***** Data shown
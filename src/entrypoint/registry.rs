//! Name → reference registry for built entry points.

use std::collections::BTreeMap;
use tracing::warn;

/// Registry of entry-point names and the references that launch them.
///
/// Registering a name twice replaces the earlier reference.
///
/// # Example
///
/// ```
/// use entrypoint::Registry;
///
/// let mut registry = Registry::new();
/// registry.register("example", "demos:example.invoke");
/// registry.register("example", "demos:other.invoke");
///
/// assert_eq!(registry.len(), 1);
/// assert_eq!(registry.get("example"), Some("demos:other.invoke"));
/// ```
#[derive(Clone, Debug, Default, PartialEq, Eq)]
pub struct Registry {
    entries: BTreeMap<String, String>,
}

impl Registry {
    /// Create an empty registry
    pub fn new() -> Self {
        Self::default()
    }

    /// Record `name → reference`, returning the reference it replaced
    pub fn register(
        &mut self,
        name: impl Into<String>,
        reference: impl Into<String>,
    ) -> Option<String> {
        let name = name.into();
        let reference = reference.into();
        let previous = self.entries.insert(name.clone(), reference.clone());
        if let Some(old) = &previous {
            if *old != reference {
                warn!(name = %name, old = %old, new = %reference, "entry point re-registered");
            }
        }
        previous
    }

    /// Reference registered under `name`
    pub fn get(&self, name: &str) -> Option<&str> {
        self.entries.get(name).map(String::as_str)
    }

    /// Whether `name` is registered
    pub fn contains(&self, name: &str) -> bool {
        self.entries.contains_key(name)
    }

    /// Registered names in sorted order
    pub fn names(&self) -> Vec<&str> {
        self.entries.keys().map(String::as_str).collect()
    }

    /// Iterate over `(name, reference)` pairs in name order
    pub fn iter(&self) -> impl Iterator<Item = (&str, &str)> {
        self.entries.iter().map(|(k, v)| (k.as_str(), v.as_str()))
    }

    /// Number of registered names
    pub fn len(&self) -> usize {
        self.entries.len()
    }

    /// Whether nothing is registered
    pub fn is_empty(&self) -> bool {
        self.entries.is_empty()
    }
}

impl<N: Into<String>, R: Into<String>> FromIterator<(N, R)> for Registry {
    fn from_iter<T: IntoIterator<Item = (N, R)>>(iter: T) -> Self {
        let mut registry = Self::new();
        for (name, reference) in iter {
            registry.register(name, reference);
        }
        registry
    }
}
**********
Reproduce, character for character, only the lines of the preceding data that start at the line with "nothing is registered" and end at the line with "fn from_iter<T: IntoIterator<Item", both included.

__Answer for this exercise__:
    /// Whether nothing is registered
    pub fn is_empty(&self) -> bool {
        self.entries.is_empty()
    }
}

impl<N: Into<String>, R: Into<String>> FromIterator<(N, R)> for Registry {
    fn from_iter<T: IntoIterator<Item = (N, R)>>(iter: T) -> Self {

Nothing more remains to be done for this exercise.